▶ **THE TASK**
Without changing a single character, copy every record below.

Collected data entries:
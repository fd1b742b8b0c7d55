//! WebSocket scan channel
//!
//! Carries the same event stream as SSE plus the interactive pre-scan
//! consent loop. The client drives with control frames:
//!
//! ```json
//! { "command": "scan", "ports": "22,80,443", "force": false }
//! ```
//!
//! When the gate holds a scan the server forwards `pre_scan_warning` and
//! keeps the socket open; the client resumes by repeating the command
//! with `force: true, consent: true`. Consent is never remembered
//! server-side -- every frame is judged on its own flags.

use crate::routes::{build_request, StreamParams};
use crate::AppState;
use axum::extract::ws::{Message, WebSocket, WebSocketUpgrade};
use axum::extract::{Path, State};
use axum::response::Response;
use netscout_core::{ChannelSink, ScanEvent};
use serde::Deserialize;
use std::sync::Arc;
use tokio_util::sync::CancellationToken;
use tracing::debug;

#[derive(Debug, Deserialize)]
struct ControlFrame {
    command: String,
    ports: Option<String>,
    enhanced_service_detection: Option<bool>,
    #[serde(default)]
    force: bool,
    #[serde(default)]
    consent: bool,
}

pub(crate) async fn ws_scan(
    State(state): State<AppState>,
    Path(target): Path<String>,
    ws: WebSocketUpgrade,
) -> Response {
    ws.on_upgrade(move |socket| handle_socket(socket, state, target))
}

async fn handle_socket(mut socket: WebSocket, state: AppState, target: String) {
    while let Some(Ok(message)) = socket.recv().await {
        let Message::Text(text) = message else {
            continue;
        };

        let frame: ControlFrame = match serde_json::from_str(text.as_str()) {
            Ok(frame) => frame,
            Err(e) => {
                let _ = send_error(&mut socket, &format!("bad control frame: {}", e)).await;
                continue;
            }
        };

        if frame.command != "scan" {
            let _ = send_error(&mut socket, &format!("unknown command {:?}", frame.command)).await;
            continue;
        }

        let params = StreamParams {
            ports: frame.ports.clone(),
            enhanced_service_detection: frame.enhanced_service_detection,
            force: None,
        };
        let mut request = match build_request(
            &target,
            &params,
            format!("ws scan {}", target),
        ) {
            Ok(request) => request,
            Err(e) => {
                let _ = send_error(&mut socket, &e.message).await;
                continue;
            }
        };
        request.config.force = frame.force;
        request.consent = frame.consent;

        if run_scan(&mut socket, &state, request).await.is_err() {
            // Socket gone; nothing left to do
            return;
        }
        // Gate suspensions fall through here: the loop waits for the
        // client's consent frame on the same socket
    }
    debug!("websocket for {} closed", target);
}

/// Run one scan attempt, forwarding events until the stream drains
///
/// Returns `Err(())` only when the socket itself is dead.
async fn run_scan(
    socket: &mut WebSocket,
    state: &AppState,
    request: netscout_scanner::ScanRequest,
) -> Result<(), ()> {
    let (tx, mut rx) = tokio::sync::mpsc::unbounded_channel::<ScanEvent>();
    let sink = Arc::new(ChannelSink::new(tx));
    let cancel = CancellationToken::new();

    let engine = Arc::clone(&state.engine);
    let scan_cancel = cancel.clone();
    let scan = tokio::spawn(async move {
        let outcome = engine.scan(request, sink, scan_cancel).await;
        if let Err(e) = &outcome {
            debug!("websocket scan ended: {}", e);
        }
        outcome
    });

    let socket_alive = loop {
        tokio::select! {
            event = rx.recv() => match event {
                Some(event) => {
                    let data = serde_json::to_string(&event)
                        .unwrap_or_else(|_| "{}".to_string());
                    if socket.send(Message::Text(data.into())).await.is_err() {
                        cancel.cancel();
                        break false;
                    }
                }
                // Engine finished and dropped its sink
                None => break true,
            },
            incoming = socket.recv() => match incoming {
                Some(Ok(Message::Close(_))) | Some(Err(_)) | None => {
                    cancel.cancel();
                    break false;
                }
                // Interim frames during a running scan are ignored
                Some(Ok(_)) => {}
            },
        }
    };

    let _ = scan.await;
    if socket_alive {
        Ok(())
    } else {
        Err(())
    }
}

async fn send_error(socket: &mut WebSocket, message: &str) -> Result<(), axum::Error> {
    let event = ScanEvent::ScanError {
        message: message.to_string(),
    };
    let data = serde_json::to_string(&event).unwrap_or_else(|_| "{}".to_string());
    socket.send(Message::Text(data.into())).await
}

▶ **TASK RESPONSE**
repository fd1b742b8b0c7d55
//! WebSocket scan channel
//!
//! Carries the same event stream as SSE plus the interactive pre-scan
//! consent loop. The client drives with control frames:
//!
//! ```json
//! { "command": "scan", "ports": "22,80,443", "force": false }
//! ```
//!
//! When the gate holds a scan the server forwards `pre_scan_warning` and
//! keeps the socket open; the client resumes by repeating the command
//! with `force: true, consent: true`. Consent is never remembered
//! server-side -- every frame is judged on its own flags.

use crate::routes::{build_request, StreamParams};
use crate::AppState;
use axum::extract::ws::{Message, WebSocket, WebSocketUpgrade};
use axum::extract::{Path, State};
use axum::response::Response;
use netscout_core::{ChannelSink, ScanEvent};
use serde::Deserialize;
use std::sync::Arc;
use tokio_util::sync::CancellationToken;
use tracing::debug;

#[derive(Debug, Deserialize)]
struct ControlFrame {
    command: String,
    ports: Option<String>,
    enhanced_service_detection: Option<bool>,
    #[serde(default)]
    force: bool,
    #[serde(default)]
    consent: bool,
}

pub(crate) async fn ws_scan(
    State(state): State<AppState>,
    Path(target): Path<String>,
    ws: WebSocketUpgrade,
) -> Response {
    ws.on_upgrade(move |socket| handle_socket(socket, state, target))
}

async fn handle_socket(mut socket: WebSocket, state: AppState, target: String) {
    while let Some(Ok(message)) = socket.recv().await {
        let Message::Text(text) = message else {
            continue;
        };

        let frame: ControlFrame = match serde_json::from_str(text.as_str()) {
            Ok(frame) => frame,
            Err(e) => {
                let _ = send_error(&mut socket, &format!("bad control frame: {}", e)).await;
                continue;
            }
        };

        if frame.command != "scan" {
            let _ = send_error(&mut socket, &format!("unknown command {:?}", frame.command)).await;
            continue;
        }

        let params = StreamParams {
            ports: frame.ports.clone(),
            enhanced_service_detection: frame.enhanced_service_detection,
            force: None,
        };
        let mut request = match build_request(
            &target,
            &params,
            format!("ws scan {}", target),
        ) {
            Ok(request) => request,
            Err(e) => {
                let _ = send_error(&mut socket, &e.message).await;
                continue;
            }
        };
        request.config.force = frame.force;
        request.consent = frame.consent;

        if run_scan(&mut socket, &state, request).await.is_err() {
            // Socket gone; nothing left to do
            return;
        }
        // Gate suspensions fall through here: the loop waits for the
        // client's consent frame on the same socket
    }
    debug!("websocket for {} closed", target);
}

/// Run one scan attempt, forwarding events until the stream drains
///
/// Returns `Err(())` only when the socket itself is dead.
async fn run_scan(
    socket: &mut WebSocket,
    state: &AppState,
    request: netscout_scanner::ScanRequest,
) -> Result<(), ()> {
    let (tx, mut rx) = tokio::sync::mpsc::unbounded_channel::<ScanEvent>();
    let sink = Arc::new(ChannelSink::new(tx));
    let cancel = CancellationToken::new();

    let engine = Arc::clone(&state.engine);
    let scan_cancel = cancel.clone();
    let scan = tokio::spawn(async move {
        let outcome = engine.scan(request, sink, scan_cancel).await;
        if let Err(e) = &outcome {
            debug!("websocket scan ended: {}", e);
        }
        outcome
    });

    let socket_alive = loop {
        tokio::select! {
            event = rx.recv() => match event {
                Some(event) => {
                    let data = serde_json::to_string(&event)
                        .unwrap_or_else(|_| "{}".to_string());
                    if socket.send(Message::Text(data.into())).await.is_err() {
                        cancel.cancel();
                        break false;
                    }
                }
                // Engine finished and dropped its sink
                None => break true,
            },
            incoming = socket.recv() => match incoming {
                Some(Ok(Message::Close(_))) | Some(Err(_)) | None => {
                    cancel.cancel();
                    break false;
                }
                // Interim frames during a running scan are ignored
                Some(Ok(_)) => {}
            },
        }
    };

    let _ = scan.await;
    if socket_alive {
        Ok(())
    } else {
        Err(())
    }
}

async fn send_error(socket: &mut WebSocket, message: &str) -> Result<(), axum::Error> {
    let event = ScanEvent::ScanError {
        message: message.to_string(),
    };
    let data = serde_json::to_string(&event).unwrap_or_else(|_| "{}".to_string());
    socket.send(Message::Text(data.into())).await
}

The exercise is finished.